Daily Archives: February 8, 2010

Lustrum by Robert Harris

Lustrum, in Ancient Rome was originally a sacrifice for expiation and purification offered by one of the Censors of Rome in the name of the Roman people at the close of the taking of the census, which took place every five years. The name came to mean a period of five years.

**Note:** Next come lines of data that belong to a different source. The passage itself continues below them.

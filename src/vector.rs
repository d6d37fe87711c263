use std::fmt;

use crate::position::Position;

/// A displacement on the sphere: a start position plus a heading and a
/// distance to travel along it.
#[derive(Clone, Copy, Debug)]
pub struct Vector {
    pub start: Position,
    pub heading: f64,
    pub distance: f64,
}

impl fmt::Display for Vector {
    fn fmt(&self, f: &mut fmt::Formatter<'_>) -> fmt::Result {
        let end = self.end_position();
        write!(
            f,
            "Vector: {} -> {} (heading: {:.1}°, distance: {:.1}m)",
            self.start, end, self.heading, self.distance
        )
    }
}

impl Vector {
    pub fn new(start: Position, heading: f64, distance: f64) -> Self {
        Self {
            start,
            heading,
            distance,
        }
    }

    /// Get the end position of this vector.
    pub fn end_position(&self) -> Position {
        self.start.project(self.heading, self.distance)
    }
}

#[cfg(test)]
mod tests {
    use super::*;

    #[test]
    fn test_end_position_matches_projection() {
        let start = Position::new(25.759027, -80.374598);
        let vector = Vector::new(start, 90.0, 100.0);
        let end = vector.end_position();

        assert!((start.distance_to(&end) - 100.0).abs() < 0.5);
        assert!((start.bearing_to(&end) - 90.0).abs() < 0.1);
    }

    #[test]
    fn test_zero_length_vector() {
        let start = Position::new(25.759027, -80.374598);
        let vector = Vector::new(start, 0.0, 0.0);
        let end = vector.end_position();

        assert!(start.distance_to(&end) < 1e-6);
    }
}
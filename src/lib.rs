pub mod config;
pub mod drone;
pub mod navigator;
pub mod outlier;
pub mod position;
pub mod sim;
pub mod state;
pub mod telemetry;
pub mod vector;

// Re-export commonly used types
pub use drone::{DroneLink, MoveCommand, NavFrame};
pub use navigator::Navigator;
pub use position::Position;
pub use state::{AggregatedState, MagnetometerBias};
pub use vector::Vector;

use thiserror::Error;

/// Errors surfaced by the navigation core.
#[derive(Debug, Error, Clone, Copy, PartialEq, Eq)]
pub enum NavError {
    /// Aggregation was requested before the sampler stored its first sample.
    #[error("no telemetry collected yet")]
    NotReady,
}

/// Result type for navigation operations.
pub type NavResult<T> = Result<T, NavError>;

#[cfg(test)]
pub(crate) mod mocks;
//! Configuration loading for the spacebio runner.
//! Reads spacebio.toml from the current directory or the path in the
//! SPACEBIO_CONFIG env var. Every field has a default, so the file is optional.

use serde::{Deserialize, Serialize};
use std::path::Path;
use std::time::Duration;

use spacebio_ingestion::catalogue::DEFAULT_CATALOGUE_URL;
use spacebio_ingestion::pipeline::PipelineConfig;
use spacebio_ingestion::retriever::ScraperConfig;
use spacebio_ingestion::store::DEFAULT_DATASET_PATH;
use spacebio_llm::backend::DEFAULT_GEMINI_MODEL;
use spacebio_llm::AnalyzerConfig;

#[derive(Debug, Clone, Default, Serialize, Deserialize)]
pub struct Config {
    #[serde(default)]
    pub catalogue: CatalogueConfig,
    #[serde(default)]
    pub dataset: DatasetConfig,
    #[serde(default)]
    pub pipeline: PipelineSection,
    #[serde(default)]
    pub llm: LlmConfig,
    #[serde(default)]
    pub scraper: ScraperSection,
}

#[derive(Debug, Clone, Serialize, Deserialize)]
pub struct CatalogueConfig {
    #[serde(default = "default_catalogue_url")]
    pub url: String,
}

fn default_catalogue_url() -> String { DEFAULT_CATALOGUE_URL.to_string() }

impl Default for CatalogueConfig {
    fn default() -> Self {
        Self { url: default_catalogue_url() }
    }
}

#[derive(Debug, Clone, Serialize, Deserialize)]
pub struct DatasetConfig {
    #[serde(default = "default_dataset_path")]
    pub path: String,
}

fn default_dataset_path() -> String { DEFAULT_DATASET_PATH.to_string() }

impl Default for DatasetConfig {
    fn default() -> Self {
        Self { path: default_dataset_path() }
    }
}

#[derive(Debug, Clone, Serialize, Deserialize)]
pub struct PipelineSection {
    #[serde(default = "default_batch_size")]
    pub batch_size: usize,
    #[serde(default = "default_record_delay_ms")]
    pub record_delay_ms: u64,
    #[serde(default = "default_retry_delay_ms")]
    pub retry_delay_ms: u64,
    #[serde(default = "default_max_attempts")]
    pub max_attempts: u32,
}

fn default_batch_size()      -> usize { 50 }
fn default_record_delay_ms() -> u64   { 1_000 }
fn default_retry_delay_ms()  -> u64   { 2_000 }
fn default_max_attempts()    -> u32   { 3 }

impl Default for PipelineSection {
    fn default() -> Self {
        Self {
            batch_size: default_batch_size(),
            record_delay_ms: default_record_delay_ms(),
            retry_delay_ms: default_retry_delay_ms(),
            max_attempts: default_max_attempts(),
        }
    }
}

#[derive(Debug, Clone, Serialize, Deserialize)]
pub struct LlmConfig {
    #[serde(default = "default_model")]
    pub model: String,
    #[serde(default = "default_max_output_tokens")]
    pub max_output_tokens: u32,
    #[serde(default = "default_temperature")]
    pub temperature: f32,
}

fn default_model()             -> String { DEFAULT_GEMINI_MODEL.to_string() }
fn default_max_output_tokens() -> u32    { 8192 }
fn default_temperature()       -> f32    { 0.1 }

impl Default for LlmConfig {
    fn default() -> Self {
        Self {
            model: default_model(),
            max_output_tokens: default_max_output_tokens(),
            temperature: default_temperature(),
        }
    }
}

#[derive(Debug, Clone, Serialize, Deserialize)]
pub struct ScraperSection {
    #[serde(default = "default_user_agent")]
    pub user_agent: String,
    #[serde(default = "default_min_chars")]
    pub min_chars: usize,
    #[serde(default = "default_max_chars")]
    pub max_chars: usize,
}

fn default_user_agent() -> String { "Mozilla/5.0".to_string() }
fn default_min_chars()  -> usize  { 200 }
fn default_max_chars()  -> usize  { 30_000 }

impl Default for ScraperSection {
    fn default() -> Self {
        Self {
            user_agent: default_user_agent(),
            min_chars: default_min_chars(),
            max_chars: default_max_chars(),
        }
    }
}


impl Config {
    /// Load configuration from spacebio.toml.
    /// Checks SPACEBIO_CONFIG env var first, then current directory.
    pub fn load() -> anyhow::Result<Self> {
        let path = std::env::var("SPACEBIO_CONFIG")
            .unwrap_or_else(|_| "spacebio.toml".to_string());
        Self::load_from(Path::new(&path))
    }

    /// Load `.env` (the given file, or `.env` in the working directory), then
    /// the configuration. `.env` may itself set SPACEBIO_CONFIG.
    pub fn load_with_env(env_file: Option<&Path>) -> anyhow::Result<Self> {
        let loaded = match env_file {
            Some(path) => dotenvy::from_path(path).is_ok(),
            None => dotenvy::dotenv().is_ok(),
        };
        if !loaded {
            tracing::warn!("No .env file found; relying on process environment");
        }
        Self::load()
    }

    /// A missing file yields defaults; a present but invalid one is an error.
    pub fn load_from(path: &Path) -> anyhow::Result<Self> {
        if !path.exists() {
            return Ok(Self::default());
        }
        let content = std::fs::read_to_string(path)?;
        let config: Config = toml::from_str(&content)
            .map_err(|e| anyhow::anyhow!("invalid config {}: {e}", path.display()))?;
        Ok(config)
    }

    pub fn pipeline_config(&self) -> PipelineConfig {
        PipelineConfig {
            batch_size: self.pipeline.batch_size,
            record_delay: Duration::from_millis(self.pipeline.record_delay_ms),
        }
    }

    pub fn analyzer_config(&self) -> AnalyzerConfig {
        AnalyzerConfig {
            max_attempts: self.pipeline.max_attempts,
            retry_delay: Duration::from_millis(self.pipeline.retry_delay_ms),
            max_output_tokens: self.llm.max_output_tokens,
            temperature: self.llm.temperature,
        }
    }

    pub fn scraper_config(&self) -> ScraperConfig {
        ScraperConfig {
            user_agent: self.scraper.user_agent.clone(),
            min_chars: self.scraper.min_chars,
            max_chars: self.scraper.max_chars,
            ..ScraperConfig::default()
        }
    }
}
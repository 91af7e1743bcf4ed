use thiserror::Error;

#[derive(Debug, Error)]
pub enum SpacebioError {
    #[error("HTTP request error: {0}")]
    Http(#[from] reqwest::Error),

    #[error("Serialization error: {0}")]
    Serialization(#[from] serde_json::Error),

    #[error("I/O error: {0}")]
    Io(#[from] std::io::Error),

    #[error("Catalogue error: {0}")]
    Catalogue(String),

    #[error("Configuration error: {0}")]
    Config(String),

    #[error("Security error: {0}")]
    SecurityError(String),
}

pub type Result<T> = std::result::Result<T, SpacebioError>;
//! Source catalogue: the ordered list of publications to enrich.
//!
//! The catalogue is a CSV document with a header row naming at least the
//! `Title` and `Link` columns. Row order is processing order.

use async_trait::async_trait;
use spacebio_common::sandbox::SandboxClient;
use spacebio_common::{CatalogueRecord, Result, SpacebioError};
use tracing::{debug, info, instrument, warn};

pub const DEFAULT_CATALOGUE_URL: &str =
    "https://raw.githubusercontent.com/jgalazka/SB_publications/main/SB_publication_PMC.csv";

const TITLE_COLUMN: &str = "Title";
const LINK_COLUMN: &str = "Link";

/// Anything that can produce the full ordered catalogue.
#[async_trait]
pub trait CatalogueSource: Send + Sync {
    async fn load(&self) -> Result<Vec<CatalogueRecord>>;
}

/// Catalogue fetched over HTTP GET.
pub struct HttpCatalogue {
    client: SandboxClient,
    url: String,
}

impl HttpCatalogue {
    pub fn new(client: SandboxClient, url: impl Into<String>) -> Self {
        Self { client, url: url.into() }
    }
}

#[async_trait]
impl CatalogueSource for HttpCatalogue {
    #[instrument(skip(self))]
    async fn load(&self) -> Result<Vec<CatalogueRecord>> {
        info!(url = %self.url, "Fetching catalogue");
        let resp = self.client.get(&self.url)?.send().await?;
        if !resp.status().is_success() {
            return Err(SpacebioError::Catalogue(format!(
                "catalogue fetch returned HTTP {}",
                resp.status()
            )));
        }
        let body = resp.text().await?;
        let records = parse_catalogue(&body)?;
        info!(records = records.len(), "Catalogue loaded");
        Ok(records)
    }
}

/// Parse catalogue CSV. Every data row yields one record, so a record's index
/// is its catalogue position; rows without a title or link come back
/// incomplete for the caller to skip. A header without either column is an
/// error.
pub fn parse_catalogue(text: &str) -> Result<Vec<CatalogueRecord>> {
    let mut reader = csv::ReaderBuilder::new()
        .flexible(true)
        .from_reader(text.as_bytes());

    let headers = reader
        .headers()
        .map_err(|e| SpacebioError::Catalogue(format!("unreadable header row: {e}")))?
        .clone();
    let column = |name: &str| {
        headers
            .iter()
            .position(|h| h.trim_start_matches('\u{feff}').trim() == name)
    };
    let (Some(title_idx), Some(link_idx)) = (column(TITLE_COLUMN), column(LINK_COLUMN)) else {
        return Err(SpacebioError::Catalogue(format!(
            "header must contain `{TITLE_COLUMN}` and `{LINK_COLUMN}` columns, found {:?}",
            headers.iter().collect::<Vec<_>>()
        )));
    };

    let mut records = Vec::new();
    let mut incomplete = 0usize;
    for (row, result) in reader.records().enumerate() {
        let record = match result {
            Ok(row_data) => CatalogueRecord::new(
                row_data.get(title_idx).unwrap_or("").trim(),
                row_data.get(link_idx).unwrap_or("").trim(),
            ),
            Err(e) => {
                warn!(row = row + 1, error = %e, "Unreadable catalogue row");
                CatalogueRecord::new("", "")
            }
        };
        if !record.is_complete() {
            incomplete += 1;
        }
        records.push(record);
    }

    if incomplete > 0 {
        debug!(incomplete, "Catalogue rows without title or link");
    }
    Ok(records)
}
//! spacebio-ingestion: Publication enrichment pipeline.
//! - Catalogue loading (CSV of title + link)
//! - Full-text retrieval from article pages
//! - Dataset persistence (JSON array of enriched records)
//! - Batch orchestration with resumption and pacing

pub mod catalogue;
pub mod retriever;
pub mod store;
pub mod pipeline;
//! Audit records for inference calls.

use chrono::Utc;
use serde::{Deserialize, Serialize};
use sha2::{Digest, Sha256};
use uuid::Uuid;

use crate::backend::LlmResponse;

#[derive(Debug, Clone, Serialize, Deserialize)]
pub struct InferenceAuditEntry {
    pub id: Uuid,
    pub title: String,
    pub model: String,
    /// 1-based position of the credential in the pool.
    pub key_number: usize,
    pub attempt: u32,
    pub prompt_tokens: u32,
    pub completion_tokens: u32,
    pub output_hash: String,
    pub latency_ms: u64,
    pub called_at: chrono::DateTime<Utc>,
}

impl InferenceAuditEntry {
    pub fn new(
        title: &str,
        key_number: usize,
        attempt: u32,
        response: &LlmResponse,
        latency_ms: u64,
    ) -> Self {
        let mut hasher = Sha256::new();
        hasher.update(response.content.as_bytes());
        let output_hash = format!("{:x}", hasher.finalize());

        Self {
            id: Uuid::new_v4(),
            title: title.to_string(),
            model: response.model.clone(),
            key_number,
            attempt,
            prompt_tokens: response.prompt_tokens,
            completion_tokens: response.completion_tokens,
            output_hash,
            latency_ms,
            called_at: Utc::now(),
        }
    }

    /// Emit the entry on the `spacebio::audit` tracing target.
    pub fn record(&self) {
        tracing::debug!(
            target: "spacebio::audit",
            id = %self.id,
            model = %self.model,
            key = self.key_number,
            attempt = self.attempt,
            prompt_tokens = self.prompt_tokens,
            completion_tokens = self.completion_tokens,
            output_hash = %self.output_hash,
            latency_ms = self.latency_ms,
            "inference call"
        );
    }
}
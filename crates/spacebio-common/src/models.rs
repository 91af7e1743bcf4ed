//! Data models shared by the enrichment pipeline and its consumers.

use serde::{Deserialize, Serialize};

/// One row of the source catalogue. Position in the catalogue is the record's
/// identity; the struct itself carries only what the source provides.
#[derive(Debug, Clone, PartialEq, Eq, Serialize, Deserialize)]
pub struct CatalogueRecord {
    pub title: String,
    pub link: String,
}

impl CatalogueRecord {
    pub fn new(title: impl Into<String>, link: impl Into<String>) -> Self {
        Self { title: title.into(), link: link.into() }
    }

    /// Both fields must be present for the record to be worth fetching.
    pub fn is_complete(&self) -> bool {
        !self.title.trim().is_empty() && !self.link.trim().is_empty()
    }
}

/// Fixed research-area taxonomy the summariser must pick from.
#[derive(Debug, Clone, Copy, PartialEq, Eq, Hash, Serialize, Deserialize)]
#[serde(rename_all = "kebab-case")]
pub enum Category {
    PlantBiology,
    RadiationEffects,
    HumanPhysiology,
    Microbiology,
    CellularBiology,
}

impl Category {
    pub const ALL: [Category; 5] = [
        Category::PlantBiology,
        Category::RadiationEffects,
        Category::HumanPhysiology,
        Category::Microbiology,
        Category::CellularBiology,
    ];

    pub fn as_str(&self) -> &'static str {
        match self {
            Category::PlantBiology     => "plant-biology",
            Category::RadiationEffects => "radiation-effects",
            Category::HumanPhysiology  => "human-physiology",
            Category::Microbiology     => "microbiology",
            Category::CellularBiology  => "cellular-biology",
        }
    }

    /// Parse a label as returned by the model. Case and surrounding
    /// whitespace are ignored; anything outside the taxonomy is rejected.
    pub fn from_label(label: &str) -> Option<Self> {
        let label = label.trim().to_lowercase();
        Self::ALL.into_iter().find(|c| c.as_str() == label)
    }
}

impl std::fmt::Display for Category {
    fn fmt(&self, f: &mut std::fmt::Formatter<'_>) -> std::fmt::Result {
        f.write_str(self.as_str())
    }
}

/// Validated output of one inference call.
#[derive(Debug, Clone, PartialEq, Eq, Serialize, Deserialize)]
pub struct StructuredSummary {
    pub summary: String,
    pub category: Category,
    pub year: i32,
    pub keywords: Vec<String>,
}

pub const PLACEHOLDER_ORGANISM: &str = "Various";
pub const PLACEHOLDER_EXPERIMENT: &str = "Multiple";
pub const PLACEHOLDER_DURATION: &str = "N/A";
pub const PLACEHOLDER_LOCATION: &str = "Space & Ground Studies";
pub const PLACEHOLDER_METHODOLOGY: &str = "Refer to full publication.";
pub const PLACEHOLDER_IMPLICATIONS: &str =
    "Refer to the full publication for detailed implications.";

/// The persisted output unit, one per successfully enriched publication.
#[derive(Debug, Clone, PartialEq, Eq, Serialize, Deserialize)]
#[serde(rename_all = "camelCase")]
pub struct EnrichedRecord {
    pub id: String,
    pub title: String,
    pub url: String,
    pub summary: String,
    pub category: Category,
    pub year: i32,
    pub keywords: Vec<String>,
    pub organism: String,
    pub experiment: String,
    pub duration: String,
    pub location: String,
    pub methodology: String,
    pub findings: Vec<String>,
    pub implications: Vec<String>,
    pub related_studies: Vec<String>,
}

impl EnrichedRecord {
    /// Build the persisted record for the catalogue entry at 0-based
    /// `position`. The id is the 1-based position.
    pub fn from_summary(position: usize, record: &CatalogueRecord, ai: StructuredSummary) -> Self {
        Self {
            id: (position + 1).to_string(),
            title: record.title.clone(),
            url: record.link.clone(),
            findings: vec![ai.summary.clone()],
            summary: ai.summary,
            category: ai.category,
            year: ai.year,
            keywords: ai.keywords,
            organism: PLACEHOLDER_ORGANISM.to_string(),
            experiment: PLACEHOLDER_EXPERIMENT.to_string(),
            duration: PLACEHOLDER_DURATION.to_string(),
            location: PLACEHOLDER_LOCATION.to_string(),
            methodology: PLACEHOLDER_METHODOLOGY.to_string(),
            implications: vec![PLACEHOLDER_IMPLICATIONS.to_string()],
            related_studies: Vec::new(),
        }
    }
}
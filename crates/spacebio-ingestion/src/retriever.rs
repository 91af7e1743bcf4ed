//! Full-text retrieval from publication pages.
//!
//! Pages are assumed to follow the PMC article template, with named regions
//! for the abstract and the main body. The selectors are data
//! (`ScraperConfig`), so template drift is handled by configuration, not code.

use async_trait::async_trait;
use lazy_static::lazy_static;
use regex::Regex;
use scraper::{Html, Selector};
use spacebio_common::sandbox::SandboxClient;
use spacebio_common::SpacebioError;
use tracing::{debug, instrument, warn};

lazy_static! {
    static ref WHITESPACE: Regex = Regex::new(r"\s+").unwrap();
}

/// Produces the best-effort plain-text body of a publication.
#[async_trait]
pub trait ContentRetriever: Send + Sync {
    /// `None` when the page could not be fetched at all.
    async fn fetch(&self, url: &str) -> Option<String>;
}

#[derive(Debug, Clone)]
pub struct ScraperConfig {
    pub user_agent: String,
    pub abstract_selector: String,
    pub body_selector: String,
    /// Used only when neither the abstract nor the body yields text.
    pub fallback_selector: String,
    /// Below this many characters a warning is logged; the text is still returned.
    pub min_chars: usize,
    /// Hard cap on returned text, in characters.
    pub max_chars: usize,
}

impl Default for ScraperConfig {
    fn default() -> Self {
        Self {
            user_agent: "Mozilla/5.0".to_string(),
            abstract_selector: "section.abstract, div.abstract, section#abstract1".to_string(),
            body_selector: "section.body.main-article-body".to_string(),
            fallback_selector: "div#body, div#maincontent, div.journal-article".to_string(),
            min_chars: 200,
            max_chars: 30_000,
        }
    }
}

/// Scraper for PMC-style article pages.
pub struct PmcScraper {
    client: SandboxClient,
    cfg: ScraperConfig,
    abstract_sel: Selector,
    body_sel: Selector,
    fallback_sel: Selector,
}

impl PmcScraper {
    pub fn new(client: SandboxClient, cfg: ScraperConfig) -> Result<Self, SpacebioError> {
        let parse = |css: &str| {
            Selector::parse(css)
                .map_err(|e| SpacebioError::Config(format!("invalid selector {css:?}: {e}")))
        };
        Ok(Self {
            abstract_sel: parse(&cfg.abstract_selector)?,
            body_sel: parse(&cfg.body_selector)?,
            fallback_sel: parse(&cfg.fallback_selector)?,
            client,
            cfg,
        })
    }

    async fn download(&self, url: &str) -> anyhow::Result<String> {
        let resp = self.client
            .get(url)?
            .header(reqwest::header::USER_AGENT, &self.cfg.user_agent)
            .send()
            .await?;
        if !resp.status().is_success() {
            anyhow::bail!("HTTP {}", resp.status());
        }
        Ok(resp.text().await?)
    }

    /// Extract, normalise and truncate the article text from an HTML page.
    pub fn extract_text(&self, html: &str) -> String {
        let document = Html::parse_document(html);
        let mut parts = Vec::new();

        let abstract_text = select_text(&document, &self.abstract_sel);
        if !abstract_text.is_empty() {
            parts.push(format!("Abstract:\n{abstract_text}"));
        }

        let body_text = select_text(&document, &self.body_sel);
        if !body_text.is_empty() {
            parts.push(format!("Main Body:\n{body_text}"));
        }

        if parts.is_empty() {
            let fallback = select_text(&document, &self.fallback_sel);
            if !fallback.is_empty() {
                parts.push(fallback);
            }
        }

        normalise(&parts.join("\n\n"), self.cfg.max_chars)
    }
}

#[async_trait]
impl ContentRetriever for PmcScraper {
    #[instrument(skip(self))]
    async fn fetch(&self, url: &str) -> Option<String> {
        let html = match self.download(url).await {
            Ok(html) => html,
            Err(e) => {
                warn!(error = %e, "Failed to scrape {}", url);
                return None;
            }
        };

        let text = self.extract_text(&html);
        let chars = text.chars().count();
        if chars < self.cfg.min_chars {
            warn!(chars, "Scraper found little/no text for {}", url);
        } else {
            debug!(chars, "Article text extracted");
        }
        Some(text)
    }
}

fn select_text(document: &Html, selector: &Selector) -> String {
    document
        .select(selector)
        .flat_map(|el| el.text())
        .collect::<Vec<_>>()
        .join(" ")
        .trim()
        .to_string()
}

/// Collapse whitespace runs to single spaces and cap at `max_chars` characters.
pub fn normalise(text: &str, max_chars: usize) -> String {
    let collapsed = WHITESPACE.replace_all(text, " ");
    let trimmed = collapsed.trim();
    match trimmed.char_indices().nth(max_chars) {
        Some((cut, _)) => trimmed[..cut].to_string(),
        None => trimmed.to_string(),
    }
}
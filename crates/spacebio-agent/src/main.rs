//! spacebio: enriches the space-biology publication catalogue with
//! AI-generated summaries, one batch per invocation.

mod config;

use std::sync::Arc;
use std::time::Duration;

use spacebio_common::sandbox::{SandboxClient, DEFAULT_TIMEOUT};
use spacebio_ingestion::catalogue::HttpCatalogue;
use spacebio_ingestion::pipeline::EnrichmentPipeline;
use spacebio_ingestion::retriever::PmcScraper;
use spacebio_ingestion::store::DatasetStore;
use spacebio_llm::{Analyzer, ApiKey, GeminiFactory, KeyRotation, RotationState};
use tracing::{error, info};
use tracing_subscriber::EnvFilter;

/// Inference calls on long articles can take well over the fetch timeout.
const INFERENCE_TIMEOUT: Duration = Duration::from_secs(120);

#[tokio::main]
async fn main() -> anyhow::Result<()> {
    tracing_subscriber::fmt()
        .with_env_filter(
            EnvFilter::try_from_default_env()
                .unwrap_or_else(|_| EnvFilter::new("spacebio=debug,info")),
        )
        .init();

    info!("Version: {}", env!("CARGO_PKG_VERSION"));

    let config = match config::Config::load_with_env(None) {
        Ok(c) => c,
        Err(e) => {
            error!("Could not load configuration: {e}");
            std::process::exit(1);
        }
    };
    info!(
        "Configuration loaded. Model: {}, batch size: {}",
        config.llm.model, config.pipeline.batch_size
    );

    let keys = ApiKey::parse_list(&std::env::var("GEMINI_API_KEYS").unwrap_or_default());
    if keys.is_empty() {
        error!("GEMINI_API_KEYS is missing or empty. Set a comma-separated list of keys.");
        std::process::exit(1);
    }
    info!("Loaded {} API keys", keys.len());

    // Inference
    let llm_client = SandboxClient::with_settings(None, INFERENCE_TIMEOUT)?;
    let factory = Arc::new(GeminiFactory::new(llm_client, config.llm.model.clone()));
    let rotation = KeyRotation::new(RotationState::new(keys)?, factory)?;
    let mut analyzer = Analyzer::new(rotation, config.analyzer_config());

    // Catalogue + article retrieval
    let mut fetch_client = SandboxClient::with_settings(Some(&config.scraper.user_agent), DEFAULT_TIMEOUT)?;
    if !fetch_client.allow_url_host(&config.catalogue.url) {
        error!("Catalogue URL has no host: {}", config.catalogue.url);
        std::process::exit(1);
    }
    let catalogue = Arc::new(HttpCatalogue::new(fetch_client.clone(), config.catalogue.url.clone()));
    let scraper = Arc::new(PmcScraper::new(fetch_client, config.scraper_config())?);
    let store = DatasetStore::new(&config.dataset.path);

    let pipeline = EnrichmentPipeline::new(config.pipeline_config(), catalogue, scraper, store);

    match pipeline.run(&mut analyzer).await {
        Ok(report) => {
            info!(
                run_id = %report.run_id,
                enriched = report.enriched,
                skipped = report.skipped(),
                duration_ms = report.duration_ms,
                "Batch complete: {} records in dataset",
                report.total_persisted
            );
            Ok(())
        }
        Err(e) => {
            error!("Run failed: {e}");
            std::process::exit(1);
        }
    }
}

Lustrum is Robert Harris’s 2nd installment of a trilogy about ancient Rome and follows on from Imperium as Cicero is appointed Consul of Rome.  As in Imperium, the story is told from the perspective of Cicero’s perceptive slave secretary, Tiro.  The year is 63 BC and the Roman Senate is as full of intrigue, corruption, nepotism and double dealing as ever.  It is set in the five years after 63BC, when the dying Roman Republic was “a vortex of humour, rumour and anxiety”, the streets full of homeless beggars, gap-toothed soothsayers and painted prostitutes, its politics a deadly mixture of patrician nest-feathering and demagogic populism. And its hero is Cicero, lawyer and orator, self-made man and statesman, here at the peak of his career.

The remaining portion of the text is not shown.